EXERCISE GOAL => The word "Zeroable" may appear in some of the lines below. State how many lines contain it, and write only that number.

═══ PROVIDED DATA

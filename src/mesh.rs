// Mesh data and its GPU buffers

use anyhow::Result;
use ash::vk;
use bytemuck::{Pod, Zeroable};
use std::mem::{offset_of, size_of};
use std::sync::Arc;

use crate::backend::buffer;
use crate::backend::{VertexLayout, VulkanDevice};

#[repr(C)]
#[derive(Debug, Clone, Copy, PartialEq, Pod, Zeroable)]
pub struct Vertex {
    pub position: [f32; 3],
    pub color: [f32; 3],
    pub tex_coord: [f32; 2],
}

impl Vertex {
    pub const fn new(position: [f32; 3], color: [f32; 3], tex_coord: [f32; 2]) -> Self {
        Self {
            position,
            color,
            tex_coord,
        }
    }

    pub fn binding_description() -> vk::VertexInputBindingDescription {
        vk::VertexInputBindingDescription {
            binding: 0,
            stride: size_of::<Self>() as u32,
            input_rate: vk::VertexInputRate::VERTEX,
        }
    }

    /// Locations 0, 1, 2 match the vertex shader inputs
    pub fn attribute_descriptions() -> [vk::VertexInputAttributeDescription; 3] {
        [
            vk::VertexInputAttributeDescription {
                location: 0,
                binding: 0,
                format: vk::Format::R32G32B32_SFLOAT,
                offset: offset_of!(Self, position) as u32,
            },
            vk::VertexInputAttributeDescription {
                location: 1,
                binding: 0,
                format: vk::Format::R32G32B32_SFLOAT,
                offset: offset_of!(Self, color) as u32,
            },
            vk::VertexInputAttributeDescription {
                location: 2,
                binding: 0,
                format: vk::Format::R32G32_SFLOAT,
                offset: offset_of!(Self, tex_coord) as u32,
            },
        ]
    }

    pub fn layout() -> VertexLayout {
        VertexLayout {
            bindings: vec![Self::binding_description()],
            attributes: Self::attribute_descriptions().to_vec(),
        }
    }
}

const CUBE_VERTICES: [Vertex; 8] = [
    // Top
    Vertex::new([0.5, -0.5, 0.5], [1.0, 0.0, 0.0], [1.0, 0.0]),
    Vertex::new([0.5, 0.5, 0.5], [0.0, 1.0, 0.0], [0.0, 0.0]),
    Vertex::new([-0.5, 0.5, 0.5], [0.0, 0.0, 1.0], [0.0, 1.0]),
    Vertex::new([-0.5, -0.5, 0.5], [1.0, 1.0, 1.0], [1.0, 1.0]),
    // Bottom
    Vertex::new([0.5, -0.5, -0.5], [1.0, 0.0, 0.0], [1.0, 0.0]),
    Vertex::new([0.5, 0.5, -0.5], [0.0, 1.0, 0.0], [0.0, 0.0]),
    Vertex::new([-0.5, 0.5, -0.5], [0.0, 0.0, 1.0], [0.0, 1.0]),
    Vertex::new([-0.5, -0.5, -0.5], [1.0, 1.0, 1.0], [1.0, 1.0]),
];

#[rustfmt::skip]
const CUBE_INDICES: [u16; 36] = [
    0, 1, 2, 2, 3, 0,
    0, 4, 5, 5, 1, 0,
    1, 5, 6, 6, 2, 1,
    2, 6, 7, 7, 3, 2,
    3, 7, 4, 4, 0, 3,
    4, 7, 6, 6, 5, 4,
];

/// Unit cube centred on the origin, colored per corner
pub fn cube() -> (Vec<Vertex>, Vec<u16>) {
    (CUBE_VERTICES.to_vec(), CUBE_INDICES.to_vec())
}

/// Device-local vertex and index buffers
pub struct Mesh {
    device: Arc<VulkanDevice>,
    vertex_buffer: vk::Buffer,
    vertex_memory: vk::DeviceMemory,
    index_buffer: vk::Buffer,
    index_memory: vk::DeviceMemory,
    index_count: u32,
}

impl Mesh {
    pub fn new(device: Arc<VulkanDevice>, vertices: &[Vertex], indices: &[u16]) -> Result<Self> {
        anyhow::ensure!(vertices.len() >= 3, "Mesh needs at least 3 vertices");
        anyhow::ensure!(!indices.is_empty(), "Mesh needs at least one index");

        let (vertex_buffer, vertex_memory) = buffer::create_device_local_buffer(
            &device,
            vk::BufferUsageFlags::VERTEX_BUFFER,
            vertices,
        )?;

        let (index_buffer, index_memory) = match buffer::create_device_local_buffer(
            &device,
            vk::BufferUsageFlags::INDEX_BUFFER,
            indices,
        ) {
            Ok(created) => created,
            Err(e) => {
                buffer::destroy_buffer(&device, vertex_buffer, vertex_memory);
                return Err(e);
            }
        };

        log::debug!(
            "Uploaded mesh: {} vertices, {} indices",
            vertices.len(),
            indices.len()
        );

        Ok(Self {
            device,
            vertex_buffer,
            vertex_memory,
            index_buffer,
            index_memory,
            index_count: indices.len() as u32,
        })
    }

    pub fn cube(device: Arc<VulkanDevice>) -> Result<Self> {
        let (vertices, indices) = cube();
        Self::new(device, &vertices, &indices)
    }

    pub fn vertex_buffer(&self) -> vk::Buffer {
        self.vertex_buffer
    }

    pub fn index_buffer(&self) -> vk::Buffer {
        self.index_buffer
    }

    pub fn index_type(&self) -> vk::IndexType {
        vk::IndexType::UINT16
    }

    pub fn index_count(&self) -> u32 {
        self.index_count
    }
}

impl Drop for Mesh {
    fn drop(&mut self) {
        buffer::destroy_buffer(&self.device, self.index_buffer, self.index_memory);
        buffer::destroy_buffer(&self.device, self.vertex_buffer, self.vertex_memory);
    }
}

══════

YOUR RESPONSE => 2